* _INFORMATION SHOWN_:

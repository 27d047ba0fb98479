use std::fmt;
use std::str::FromStr;
use std::time::{Duration, Instant};

use indicatif::{ProgressBar, ProgressStyle};
use log::{debug, error, info, warn};
use tokio::task::JoinHandle;

use crate::config::LoaderConfig;
use crate::error::{GeometryError, LoadError, LookupError, SourceError};
use crate::geometry::{PointLookup, road_edges};
use crate::normalize::normalize;
use crate::osm_source::{OsmSource, RecordFilter};
use crate::store::GraphStore;
use crate::writer::{GraphWriter, RecordOutcome, WriterStats};

#[derive(Clone, Copy, Debug, PartialEq, Eq)]
pub enum Action {
    /// Rebuild indexes, then load points and roads into an empty store.
    Load,
    LoadPoints,
    LoadRoads,
    /// Drop and recreate the indexes.
    CreateIndexes,
    /// Drop the indexes and delete all edges and nodes.
    Reset,
}

impl Action {
    pub fn needs_source(self) -> bool {
        matches!(self, Action::Load | Action::LoadPoints | Action::LoadRoads)
    }
}

impl FromStr for Action {
    type Err = LoadError;

    fn from_str(s: &str) -> Result<Self, Self::Err> {
        match s.trim().to_ascii_lowercase().replace('_', "-").as_str() {
            "load" => Ok(Action::Load),
            "load-points" => Ok(Action::LoadPoints),
            "load-roads" => Ok(Action::LoadRoads),
            "create-indexes" => Ok(Action::CreateIndexes),
            "reset" => Ok(Action::Reset),
            _ => Err(LoadError::UnsupportedAction(s.to_string())),
        }
    }
}

impl fmt::Display for Action {
    fn fmt(&self, f: &mut fmt::Formatter<'_>) -> fmt::Result {
        f.write_str(match self {
            Action::Load => "load",
            Action::LoadPoints => "load-points",
            Action::LoadRoads => "load-roads",
            Action::CreateIndexes => "create-indexes",
            Action::Reset => "reset",
        })
    }
}

/// What a run did.
#[derive(Clone, Debug, Default, PartialEq)]
pub struct LoadReport {
    pub points_seen: u64,
    pub points_written: u64,
    pub points_skipped: u64,
    pub roads_seen: u64,
    /// Roads with fewer than two members.
    pub roads_dropped: u64,
    pub edges_written: u64,
    pub edges_skipped: u64,
    /// Records that could not be normalized.
    pub malformed_records: u64,
    pub writer: WriterStats,
    pub nodes_in_store: u64,
    pub edges_in_store: u64,
    pub elapsed: Duration,
}

impl fmt::Display for LoadReport {
    fn fmt(&self, f: &mut fmt::Formatter<'_>) -> fmt::Result {
        write!(
            f,
            "points {}/{} written ({} skipped), roads {} ({} dropped), edges {} written ({} skipped), \
             {} malformed records, {} commits; store holds {} nodes and {} edges; took {:?}",
            self.points_written,
            self.points_seen,
            self.points_skipped,
            self.roads_seen,
            self.roads_dropped,
            self.edges_written,
            self.edges_skipped,
            self.malformed_records,
            self.writer.commits,
            self.nodes_in_store,
            self.edges_in_store,
            self.elapsed
        )
    }
}

/// Runs one action end to end.
///
/// The source is opened before the store is touched, so a bad path fails without side
/// effects. Any fatal error rolls back the in-flight batch; batches committed before it
/// are kept.
pub async fn run_action(action: Action, config: &LoaderConfig) -> Result<LoadReport, LoadError> {
    let start_time = Instant::now();
    config.validate()?;

    let source = if action.needs_source() {
        Some(OsmSource::open(config.require_osm_file()?)?)
    } else {
        None
    };

    info!("Running action {}", action);
    let store = GraphStore::connect(&config.store).await?;
    let mut writer = GraphWriter::new(store.clone(), config.batch).await?;
    let mut report = LoadReport::default();

    if let Err(e) = execute(action, config, source.as_ref(), &store, &mut writer, &mut report).await
    {
        error!("Action {} failed: {}", action, e);
        if let Err(abort_err) = writer.abort().await {
            error!("Rollback failed: {}", abort_err);
        }
        if let Err(close_err) = store.close().await {
            debug!("Closing store after failure: {}", close_err);
        }
        return Err(e);
    }

    report.writer = writer.shutdown().await?;
    report.nodes_in_store = store.count_nodes().await?;
    report.edges_in_store = store.count_edges().await?;
    report.elapsed = start_time.elapsed();
    store.close().await?;

    info!("{}", report);
    info!("task complete");
    Ok(report)
}

async fn execute(
    action: Action,
    config: &LoaderConfig,
    source: Option<&OsmSource>,
    store: &GraphStore,
    writer: &mut GraphWriter,
    report: &mut LoadReport,
) -> Result<(), LoadError> {
    let source = || {
        source.ok_or_else(|| LoadError::Config(format!("action {} needs an OSM file", action)))
    };

    match action {
        Action::Load => {
            ensure_empty(store).await?;
            writer.drop_indexes().await?;
            writer.create_indexes(config.spatial_index).await?;
            load_points(source()?, config, writer, report).await?;
            load_roads(source()?, config, writer, &store.point_lookup(), report).await?;
        }
        Action::LoadPoints => load_points(source()?, config, writer, report).await?,
        Action::LoadRoads => {
            load_roads(source()?, config, writer, &store.point_lookup(), report).await?
        }
        Action::CreateIndexes => {
            writer.drop_indexes().await?;
            writer.create_indexes(config.spatial_index).await?;
        }
        Action::Reset => {
            writer.drop_indexes().await?;
            writer.truncate_edges().await?;
            writer.truncate_nodes().await?;
        }
    }
    Ok(())
}

/// A full load assumes an empty graph. Points would be refused by the unique index while
/// every road was written again.
async fn ensure_empty(store: &GraphStore) -> Result<(), LoadError> {
    let nodes = store.count_nodes().await?;
    let edges = store.count_edges().await?;
    if nodes > 0 || edges > 0 {
        return Err(LoadError::Config(format!(
            "graph store already holds {} nodes and {} edges; run the reset action first",
            nodes, edges
        )));
    }
    Ok(())
}

/// Streams every point into the writer and commits, so the road phase can look them up.
pub async fn load_points(
    source: &OsmSource,
    config: &LoaderConfig,
    writer: &mut GraphWriter,
    report: &mut LoadReport,
) -> Result<(), LoadError> {
    info!("Loading points from {}", source.path().display());
    let (mut records, scan) = source.scan(RecordFilter::Points, config.queue_capacity);
    let progress = Progress::new(config.show_progress, "points", config.progress.point_interval);

    while let Some(raw) = records.recv().await {
        report.points_seen += 1;
        match normalize(&raw) {
            Ok(point) => match writer.create_point(&point.properties).await? {
                RecordOutcome::Written => report.points_written += 1,
                RecordOutcome::Skipped(_) => report.points_skipped += 1,
            },
            Err(e) => {
                warn!("Skipping point record: {}", e);
                report.malformed_records += 1;
                report.points_skipped += 1;
            }
        }
        progress.tick(report.points_seen);
    }

    join_scan(scan).await?;
    writer.commit().await?;
    progress.finish(report.points_written);
    Ok(())
}

/// Streams every classified road, assembling one edge per direction of each adjacent
/// member pair. Failures stay local to the edge or road they concern.
pub async fn load_roads<L: PointLookup + ?Sized>(
    source: &OsmSource,
    config: &LoaderConfig,
    writer: &mut GraphWriter,
    lookup: &L,
    report: &mut LoadReport,
) -> Result<(), LoadError> {
    info!("Loading roads from {}", source.path().display());
    let filter = RecordFilter::Roads {
        classification_key: config.road_classification_key.clone(),
    };
    let (mut records, scan) = source.scan(filter, config.queue_capacity);
    let progress = Progress::new(config.show_progress, "roads", config.progress.road_interval);

    while let Some(raw) = records.recv().await {
        report.roads_seen += 1;
        progress.tick(report.roads_seen);

        let road = match normalize(&raw) {
            Ok(road) => road,
            Err(e) => {
                warn!("Skipping road record: {}", e);
                report.malformed_records += 1;
                continue;
            }
        };
        if road.members.len() < 2 {
            warn!(
                "Road {} has {} member(s), dropping",
                road.osm_id,
                road.members.len()
            );
            report.roads_dropped += 1;
            continue;
        }

        for draft in road_edges(&road, lookup).await {
            match draft {
                Ok(draft) => match writer.create_edge(&draft).await? {
                    RecordOutcome::Written => report.edges_written += 1,
                    RecordOutcome::Skipped(_) => report.edges_skipped += 1,
                },
                Err(GeometryError::Lookup(LookupError::Ambiguous(osm_id))) => {
                    error!(
                        "Road {}: point {} is stored more than once, edge skipped",
                        road.osm_id, osm_id
                    );
                    report.edges_skipped += 1;
                }
                Err(e) => {
                    warn!("Road {}: edge skipped: {}", road.osm_id, e);
                    report.edges_skipped += 1;
                }
            }
        }
    }

    join_scan(scan).await?;
    progress.finish(report.edges_written);
    Ok(())
}

async fn join_scan(scan: JoinHandle<Result<u64, SourceError>>) -> Result<u64, SourceError> {
    scan.await.map_err(|e| SourceError::Task(e.to_string()))?
}

/// Periodic log lines plus an optional spinner.
struct Progress {
    bar: Option<ProgressBar>,
    label: &'static str,
    interval: u64,
}

impl Progress {
    fn new(enabled: bool, label: &'static str, interval: u64) -> Self {
        let bar = enabled.then(|| {
            let bar = ProgressBar::new_spinner();
            bar.set_style(
                ProgressStyle::default_spinner()
                    .template("{spinner} [{elapsed_precise}] {pos} {msg}")
                    .unwrap_or_else(|_| ProgressStyle::default_spinner()),
            );
            bar.set_message(label);
            bar.enable_steady_tick(Duration::from_millis(200));
            bar
        });
        Self {
            bar,
            label,
            interval,
        }
    }

    fn tick(&self, seen: u64) {
        if let Some(bar) = &self.bar {
            bar.inc(1);
        }
        if self.interval > 0 && seen % self.interval == 0 {
            info!("{} {} processed", seen, self.label);
        }
    }

    fn finish(&self, written: u64) {
        if let Some(bar) = &self.bar {
            bar.finish_with_message(format!("{} done", self.label));
        }
        info!("Finished {}: {} written", self.label, written);
    }
}

#[cfg(test)]
mod tests {
    use super::*;

    #[test]
    fn actions_parse_from_their_cli_names() {
        assert_eq!("load".parse::<Action>().unwrap(), Action::Load);
        assert_eq!("load-points".parse::<Action>().unwrap(), Action::LoadPoints);
        assert_eq!("load_roads".parse::<Action>().unwrap(), Action::LoadRoads);
        assert_eq!("CREATE-INDEXES".parse::<Action>().unwrap(), Action::CreateIndexes);
        assert_eq!("reset".parse::<Action>().unwrap(), Action::Reset);

        for action in [Action::Load, Action::LoadPoints, Action::Reset] {
            assert_eq!(action.to_string().parse::<Action>().unwrap(), action);
        }
    }

    #[test]
    fn unknown_actions_are_rejected() {
        assert!(matches!(
            "loadroads".parse::<Action>(),
            Err(LoadError::UnsupportedAction(name)) if name == "loadroads"
        ));
    }

    #[test]
    fn only_load_actions_read_the_source() {
        assert!(Action::Load.needs_source());
        assert!(Action::LoadRoads.needs_source());
        assert!(!Action::CreateIndexes.needs_source());
        assert!(!Action::Reset.needs_source());
    }
}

* _WHAT YOU SHOULD DO_:
Note down each line above where the word "failed" occurs.

* _TASK SOLUTION_:
        error!("Action {} failed: {}", action, e);
            error!("Rollback failed: {}", abort_err);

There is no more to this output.